#### Task objective:
The entries are to be given again in full. Every word must match.

#### Information supplied:
//! Bounded retries with an explicit outcome.
//!
//! [`retry`] never swallows a failure: callers get either the value or a
//! [`RetryFailure`] saying why no value was produced.

use crate::db::executor::CancellationToken;
use crate::error::{AppError, AppResult};
use std::future::Future;
use tracing::{debug, warn};

/// Default attempts for every model-backed stage.
pub const DEFAULT_RETRIES: u32 = 3;

#[derive(Debug, Clone, Copy, PartialEq, Eq)]
pub struct RetryPolicy {
    pub max_attempts: u32,
    /// Also retry transient hard errors (timeouts, 429, 5xx). Soft failures
    /// are always retried; other errors abort at once.
    pub retry_hard_errors: bool,
}

impl RetryPolicy {
    pub fn new(max_attempts: u32) -> Self {
        Self {
            max_attempts: max_attempts.max(1),
            retry_hard_errors: false,
        }
    }

    pub fn retry_hard_errors(mut self, retry: bool) -> Self {
        self.retry_hard_errors = retry;
        self
    }

    fn should_retry(&self, error: &AppError) -> bool {
        error.is_soft() || (self.retry_hard_errors && error.is_retryable())
    }
}

impl Default for RetryPolicy {
    fn default() -> Self {
        Self::new(DEFAULT_RETRIES)
    }
}

/// Why [`retry`] produced no value.
#[derive(Debug, Clone, PartialEq)]
pub enum RetryFailure {
    /// Every attempt failed with a retryable error; holds the last one.
    Exhausted { attempts: u32, last: AppError },
    /// An attempt failed with an error that is not retried.
    Aborted(AppError),
    /// Cancellation was observed before an attempt.
    Cancelled,
}

impl RetryFailure {
    /// True when every attempt came back without a usable answer.
    pub fn is_soft_exhaustion(&self) -> bool {
        matches!(self, Self::Exhausted { last, .. } if last.is_soft())
    }

    pub fn into_error(self, stage: &str) -> AppError {
        match self {
            Self::Exhausted { attempts, last } if last.is_soft() => AppError::pipeline(
                stage,
                format!("no usable model answer after {} attempts", attempts),
            ),
            Self::Exhausted { last, .. } => last,
            Self::Aborted(e) => e,
            Self::Cancelled => AppError::cancelled(stage),
        }
    }
}

/// Run `attempt` up to `policy.max_attempts` times, checking `cancel` first
/// each time. The attempt number (from 1) is passed in.
pub async fn retry<T, F, Fut>(
    stage: &str,
    policy: RetryPolicy,
    cancel: &CancellationToken,
    mut attempt: F,
) -> Result<T, RetryFailure>
where
    F: FnMut(u32) -> Fut,
    Fut: Future<Output = AppResult<T>>,
{
    let mut last = None;
    for n in 1..=policy.max_attempts {
        if cancel.is_cancelled() {
            debug!(stage = %stage, attempt = n, "Cancelled before attempt");
            return Err(RetryFailure::Cancelled);
        }
        match attempt(n).await {
            Ok(value) => return Ok(value),
            Err(e) if policy.should_retry(&e) => {
                warn!(
                    stage = %stage,
                    attempt = n,
                    max_attempts = policy.max_attempts,
                    error = %e,
                    "Attempt failed, retrying"
                );
                last = Some(e);
            }
            Err(e) => return Err(RetryFailure::Aborted(e)),
        }
    }
    Err(RetryFailure::Exhausted {
        attempts: policy.max_attempts,
        last: last.unwrap_or_else(|| AppError::empty_response(stage)),
    })
}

#### Solution to the problem:
//! Bounded retries with an explicit outcome.
//!
//! [`retry`] never swallows a failure: callers get either the value or a
//! [`RetryFailure`] saying why no value was produced.

use crate::db::executor::CancellationToken;
use crate::error::{AppError, AppResult};
use std::future::Future;
use tracing::{debug, warn};

/// Default attempts for every model-backed stage.
pub const DEFAULT_RETRIES: u32 = 3;

#[derive(Debug, Clone, Copy, PartialEq, Eq)]
pub struct RetryPolicy {
    pub max_attempts: u32,
    /// Also retry transient hard errors (timeouts, 429, 5xx). Soft failures
    /// are always retried; other errors abort at once.
    pub retry_hard_errors: bool,
}

impl RetryPolicy {
    pub fn new(max_attempts: u32) -> Self {
        Self {
            max_attempts: max_attempts.max(1),
            retry_hard_errors: false,
        }
    }

    pub fn retry_hard_errors(mut self, retry: bool) -> Self {
        self.retry_hard_errors = retry;
        self
    }

    fn should_retry(&self, error: &AppError) -> bool {
        error.is_soft() || (self.retry_hard_errors && error.is_retryable())
    }
}

impl Default for RetryPolicy {
    fn default() -> Self {
        Self::new(DEFAULT_RETRIES)
    }
}

/// Why [`retry`] produced no value.
#[derive(Debug, Clone, PartialEq)]
pub enum RetryFailure {
    /// Every attempt failed with a retryable error; holds the last one.
    Exhausted { attempts: u32, last: AppError },
    /// An attempt failed with an error that is not retried.
    Aborted(AppError),
    /// Cancellation was observed before an attempt.
    Cancelled,
}

impl RetryFailure {
    /// True when every attempt came back without a usable answer.
    pub fn is_soft_exhaustion(&self) -> bool {
        matches!(self, Self::Exhausted { last, .. } if last.is_soft())
    }

    pub fn into_error(self, stage: &str) -> AppError {
        match self {
            Self::Exhausted { attempts, last } if last.is_soft() => AppError::pipeline(
                stage,
                format!("no usable model answer after {} attempts", attempts),
            ),
            Self::Exhausted { last, .. } => last,
            Self::Aborted(e) => e,
            Self::Cancelled => AppError::cancelled(stage),
        }
    }
}

/// Run `attempt` up to `policy.max_attempts` times, checking `cancel` first
/// each time. The attempt number (from 1) is passed in.
pub async fn retry<T, F, Fut>(
    stage: &str,
    policy: RetryPolicy,
    cancel: &CancellationToken,
    mut attempt: F,
) -> Result<T, RetryFailure>
where
    F: FnMut(u32) -> Fut,
    Fut: Future<Output = AppResult<T>>,
{
    let mut last = None;
    for n in 1..=policy.max_attempts {
        if cancel.is_cancelled() {
            debug!(stage = %stage, attempt = n, "Cancelled before attempt");
            return Err(RetryFailure::Cancelled);
        }
        match attempt(n).await {
            Ok(value) => return Ok(value),
            Err(e) if policy.should_retry(&e) => {
                warn!(
                    stage = %stage,
                    attempt = n,
                    max_attempts = policy.max_attempts,
                    error = %e,
                    "Attempt failed, retrying"
                );
                last = Some(e);
            }
            Err(e) => return Err(RetryFailure::Aborted(e)),
        }
    }
    Err(RetryFailure::Exhausted {
        attempts: policy.max_attempts,
        last: last.unwrap_or_else(|| AppError::empty_response(stage)),
    })
}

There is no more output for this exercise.